* Aim of the task
Scan the records for the word "previous". Report each line where it occurs.

* Data shown
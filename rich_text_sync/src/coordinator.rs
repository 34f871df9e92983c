// Copyright 2025 the Parley Authors
// SPDX-License-Identifier: Apache-2.0 OR MIT

//! Keeping a context, a surface and a document binding in sync.

use alloc::rc::{Rc, Weak};
use alloc::string::String;
use alloc::vec::Vec;
use core::cell::{Cell, RefCell};
use core::fmt;

use attributed_text::{
    Alignment, AttributedText, Brush, CharacterRange, Font, Generation, ParagraphStyle,
};

use crate::codec::{self, Outcome};
use crate::{
    BindError, Binding, HighlightingStyle, Observable, RichTextAction, RichTextColor, RichTextColors,
    RichTextContext, RichTextSurface, SharedSurface, StyleSet, Subscription,
};

/// Binds a [`RichTextContext`] to a surface and to the document it edits.
///
/// On creation the document is loaded into the surface, and from then on:
///
/// - Actions dispatched on the context, and writes to its writable properties, are applied to the
///   surface.
/// - Edits and selection changes on the surface update the context and, when the text changed,
///   the document binding.
///
/// Changes the coordinator makes itself are not observed again as outside changes, so neither
/// direction re-triggers the other. Dropping the coordinator stops all propagation and frees
/// the context for another coordinator.
pub struct RichTextCoordinator<B: Brush + 'static, S: RichTextSurface<B> + 'static> {
    state: Rc<State<B, S>>,
    subscriptions: Vec<Subscription>,
}

struct State<B: Brush + 'static, S: RichTextSurface<B> + 'static> {
    text: Binding<AttributedText<B>>,
    surface: Rc<SharedSurface<B, S>>,
    context: Rc<RichTextContext<B>>,
    /// Nesting depth of surface edits made by the coordinator itself.
    depth: Cell<u32>,
    /// The generation last written to `text`.
    synced: Cell<Generation>,
    /// Counts context syncs, to detect writes made stale by a nested sync.
    revision: Cell<u64>,
    /// The action matching the writable property value being written back, if any.
    echo: RefCell<Option<RichTextAction<B>>>,
}

impl<B: Brush + 'static, S: RichTextSurface<B> + 'static> fmt::Debug
    for RichTextCoordinator<B, S>
{
    fn fmt(&self, f: &mut fmt::Formatter<'_>) -> fmt::Result {
        f.debug_struct("RichTextCoordinator")
            .field("context", &self.state.context)
            .field("synced", &self.state.synced.get())
            .field("subscriptions", &self.subscriptions.len())
            .finish_non_exhaustive()
    }
}

impl<B: Brush + 'static, S: RichTextSurface<B> + 'static> RichTextCoordinator<B, S> {
    /// Bind `context` to `surface`, loading the document from `text`.
    ///
    /// Fails if `context` already has a coordinator.
    pub fn new(
        text: Binding<AttributedText<B>>,
        surface: Rc<SharedSurface<B, S>>,
        context: Rc<RichTextContext<B>>,
    ) -> Result<Self, BindError> {
        context.bind()?;
        let document = text.get();
        let state = Rc::new(State {
            text,
            surface,
            context,
            depth: Cell::new(0),
            synced: Cell::new(Generation::default()),
            revision: Cell::new(0),
            echo: RefCell::new(None),
        });
        state.guarded(|| {
            state.surface.edit(|surface| surface.set_document(&document));
        });
        state
            .synced
            .set(state.surface.read(|surface| surface.generation()));
        state.sync_context();

        let weak = Rc::downgrade(&state);
        let context = &state.context;
        let subscriptions = Vec::from([
            context.on_action(with_state(
                &weak,
                |state: &State<B, S>, action: &RichTextAction<B>| state.apply(action),
            )),
            context.font_name.subscribe(with_state(
                &weak,
                |state: &State<B, S>, name: &String| {
                    state.property_written(RichTextAction::SetFontName(name.clone()));
                },
            )),
            context.font_size.subscribe(with_state(
                &weak,
                |state: &State<B, S>, size: &f32| {
                    state.property_written(RichTextAction::SetFontSize(*size));
                },
            )),
            context.alignment.subscribe(with_state(
                &weak,
                |state: &State<B, S>, alignment: &Alignment| {
                    state.property_written(RichTextAction::SetAlignment(*alignment));
                },
            )),
            state.surface.on_text_changed({
                let weak = weak.clone();
                move |_| {
                    if let Some(state) = weak.upgrade() {
                        state.surface_changed();
                    }
                }
            }),
            state.surface.on_selection_changed({
                let weak = weak.clone();
                move |_| {
                    if let Some(state) = weak.upgrade() {
                        state.surface_changed();
                    }
                }
            }),
        ]);
        tracing::debug!("coordinator bound");
        Ok(Self {
            state,
            subscriptions,
        })
    }

    /// The surface being edited.
    pub fn surface(&self) -> &Rc<SharedSurface<B, S>> {
        &self.state.surface
    }

    /// The bound context.
    pub fn context(&self) -> &Rc<RichTextContext<B>> {
        &self.state.context
    }
}

impl<B: Brush + 'static, S: RichTextSurface<B> + 'static> Drop for RichTextCoordinator<B, S> {
    fn drop(&mut self) {
        self.subscriptions.clear();
        self.state.context.unbind();
        tracing::debug!("coordinator released");
    }
}

/// Wrap `f` in a slot that only runs while the coordinator state is alive.
fn with_state<B, S, T>(
    state: &Weak<State<B, S>>,
    f: impl Fn(&State<B, S>, &T) + 'static,
) -> impl Fn(&T) + 'static
where
    B: Brush + 'static,
    S: RichTextSurface<B> + 'static,
    T: 'static,
{
    let state = state.clone();
    move |value| {
        if let Some(state) = state.upgrade() {
            f(&state, value);
        }
    }
}

impl<B: Brush + 'static, S: RichTextSurface<B> + 'static> State<B, S> {
    fn guarded<R>(&self, f: impl FnOnce() -> R) -> R {
        self.depth.set(self.depth.get() + 1);
        let result = f();
        self.depth.set(self.depth.get() - 1);
        result
    }

    fn is_applying(&self) -> bool {
        self.depth.get() > 0
    }

    /// Apply an action to the surface, then bring the binding and context up to date.
    ///
    /// Only the edit itself is guarded. Surface changes made by listeners while the binding or
    /// the context is written are observed like any other outside change.
    fn apply(&self, action: &RichTextAction<B>) {
        let outcome = self.guarded(|| self.surface.edit(|surface| apply_action(surface, action)));
        tracing::debug!(?action, ?outcome, "applied action");
        self.sync_binding();
        self.sync_context();
    }

    /// Apply a write to a writable property, unless it is the coordinator's own write-back.
    fn property_written(&self, action: RichTextAction<B>) {
        if self.echo.borrow().as_ref() == Some(&action) {
            return;
        }
        self.apply(&action);
    }

    fn surface_changed(&self) {
        if self.is_applying() {
            tracing::trace!("suppressing echo of own change");
            return;
        }
        self.sync_binding();
        self.sync_context();
    }

    /// Write the surface's document to the binding if it changed since the last write.
    fn sync_binding(&self) {
        let generation = self.surface.read(|surface| surface.generation());
        if generation == self.synced.get() {
            return;
        }
        self.synced.set(generation);
        let document = self.surface.read(|surface| surface.document().clone());
        tracing::trace!(?generation, "updating document binding");
        self.text.set(document);
    }

    /// Recompute the context from the formatting at the surface's selection.
    ///
    /// Properties the surface cannot show keep their values.
    fn sync_context(&self) {
        let snapshot = self.surface.read(|surface| {
            let mut colors = self.context.colors.get();
            for role in RichTextColor::ALL {
                let supported = role
                    .attribute()
                    .is_some_and(|key| surface.supports_attribute(key));
                if supported {
                    colors.set(role, codec::colors::color(surface, role, None));
                }
            }
            Snapshot {
                selection: surface.selected_range(),
                highlighted: codec::highlight::highlighted_range(surface),
                highlighting_style: surface.highlighting_style().clone(),
                styles: codec::styles::styles(surface, None),
                supported_styles: codec::styles::supported_styles(surface),
                font: codec::font::font(surface, None),
                colors,
                paragraph: codec::paragraph::paragraph_style(surface, None),
                superscript: codec::superscript::superscript(surface, None),
                can_undo: surface.can_undo(),
                can_redo: surface.can_redo(),
                editing: surface.is_editing(),
            }
        });
        let context = &self.context;
        let revision = self.revision.get().wrapping_add(1);
        self.revision.set(revision);
        self.write(&context.selected_range, snapshot.selection, revision);
        self.write(&context.can_copy, !snapshot.selection.is_caret(), revision);
        self.write(&context.highlighted_range, snapshot.highlighted, revision);
        self.write(
            &context.highlighting_style,
            snapshot.highlighting_style,
            revision,
        );
        if let Some(styles) = snapshot.styles {
            let shown = snapshot.supported_styles;
            let styles = context.styles.get().difference(shown) | (styles & shown);
            self.write(&context.styles, styles, revision);
        }
        if let Some(font) = snapshot.font {
            let name = String::from(font.family());
            self.write_back(
                &context.font_name,
                name.clone(),
                RichTextAction::SetFontName(name),
                revision,
            );
            self.write_back(
                &context.font_size,
                font.size(),
                RichTextAction::SetFontSize(font.size()),
                revision,
            );
        }
        self.write(&context.colors, snapshot.colors, revision);
        if let Some(paragraph) = snapshot.paragraph {
            self.write_back(
                &context.alignment,
                paragraph.alignment,
                RichTextAction::SetAlignment(paragraph.alignment),
                revision,
            );
            self.write(&context.indent, paragraph.head_indent, revision);
            self.write(&context.line_spacing, paragraph.line_spacing, revision);
        }
        if let Some(superscript) = snapshot.superscript {
            self.write(&context.superscript, superscript, revision);
        }
        self.write(&context.can_undo, snapshot.can_undo, revision);
        self.write(&context.can_redo, snapshot.can_redo, revision);
        self.write(&context.is_editing_text, snapshot.editing, revision);
    }

    /// Write a context property, unless a nested sync ran since `revision`.
    ///
    /// That sync read a newer state of the surface and wrote the context itself.
    fn write<T: Clone + PartialEq + 'static>(
        &self,
        property: &Observable<T>,
        value: T,
        revision: u64,
    ) {
        if self.revision.get() == revision {
            property.set_if_changed(value);
        }
    }

    /// Write a writable property without applying the value back to the surface.
    ///
    /// `echo` is the action a write of `value` stands for. Listeners may still write other
    /// values during the emission, and those are applied.
    fn write_back<T: Clone + PartialEq + 'static>(
        &self,
        property: &Observable<T>,
        value: T,
        echo: RichTextAction<B>,
        revision: u64,
    ) {
        let previous = self.echo.replace(Some(echo));
        self.write(property, value, revision);
        self.echo.replace(previous);
    }
}

struct Snapshot<B: Brush> {
    selection: CharacterRange,
    highlighted: Option<CharacterRange>,
    highlighting_style: HighlightingStyle<B>,
    styles: Option<StyleSet>,
    supported_styles: StyleSet,
    font: Option<Font>,
    colors: RichTextColors<B>,
    paragraph: Option<ParagraphStyle>,
    superscript: Option<i8>,
    can_undo: bool,
    can_redo: bool,
    editing: bool,
}

/// Apply `action` to `surface` through the codec.
fn apply_action<B: Brush, S: RichTextSurface<B>>(
    surface: &mut S,
    action: &RichTextAction<B>,
) -> Outcome {
    match action {
        RichTextAction::Copy => Outcome::from_changed(surface.copy_selection()),
        RichTextAction::DismissKeyboard => {
            surface.dismiss_keyboard();
            Outcome::Applied
        }
        RichTextAction::PasteImage(item) => codec::paste::paste_image(surface, item),
        RichTextAction::PasteImages(item) => codec::paste::paste_images(surface, item),
        RichTextAction::PasteText(item) => codec::paste::paste_text(surface, item),
        RichTextAction::Print => {
            if surface.print() {
                Outcome::Applied
            } else {
                Outcome::Unsupported
            }
        }
        RichTextAction::Redo => Outcome::from_changed(surface.redo()),
        RichTextAction::Undo => Outcome::from_changed(surface.undo()),
        RichTextAction::SelectRange(range) => {
            if range.validate(surface.document().text()).is_err() {
                return Outcome::OutOfRange;
            }
            if surface.selected_range() == *range {
                return Outcome::Unchanged;
            }
            surface.set_selected_range(*range);
            Outcome::Applied
        }
        RichTextAction::SetAlignment(alignment) => {
            codec::paragraph::set_alignment(surface, *alignment, None)
        }
        RichTextAction::SetAttributedString(document) => {
            if surface.document() == document {
                return Outcome::Unchanged;
            }
            surface.set_document(document);
            Outcome::Applied
        }
        RichTextAction::SetColor(role, color) => {
            codec::colors::set_color(surface, *role, color.clone(), None)
        }
        RichTextAction::SetFontName(name) => codec::font::set_font_name(surface, name, None),
        RichTextAction::SetFontSize(size) => codec::font::set_font_size(surface, *size, None),
        RichTextAction::SetHighlightedRange(range) => {
            codec::highlight::set_highlight(surface, *range)
        }
        RichTextAction::SetHighlightingStyle(style) => {
            codec::highlight::set_highlighting_style(surface, style)
        }
        RichTextAction::SetStyle(style, value) => {
            codec::styles::set_style(surface, *style, *value, None)
        }
        RichTextAction::StepFontSize(points) => {
            codec::font::step_font_size(surface, *points, None)
        }
        RichTextAction::StepIndent(points) => codec::paragraph::step_indent(surface, *points, None),
        RichTextAction::StepLineSpacing(points) => {
            codec::paragraph::step_line_spacing(surface, *points, None)
        }
        RichTextAction::StepSuperscript(steps) => {
            codec::superscript::step_superscript(surface, *steps, None)
        }
        RichTextAction::ToggleStyle(style) => codec::styles::toggle_style(surface, *style, None),
    }
}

* Solution for this problem
        let previous = self.echo.replace(Some(echo));
        self.echo.replace(previous);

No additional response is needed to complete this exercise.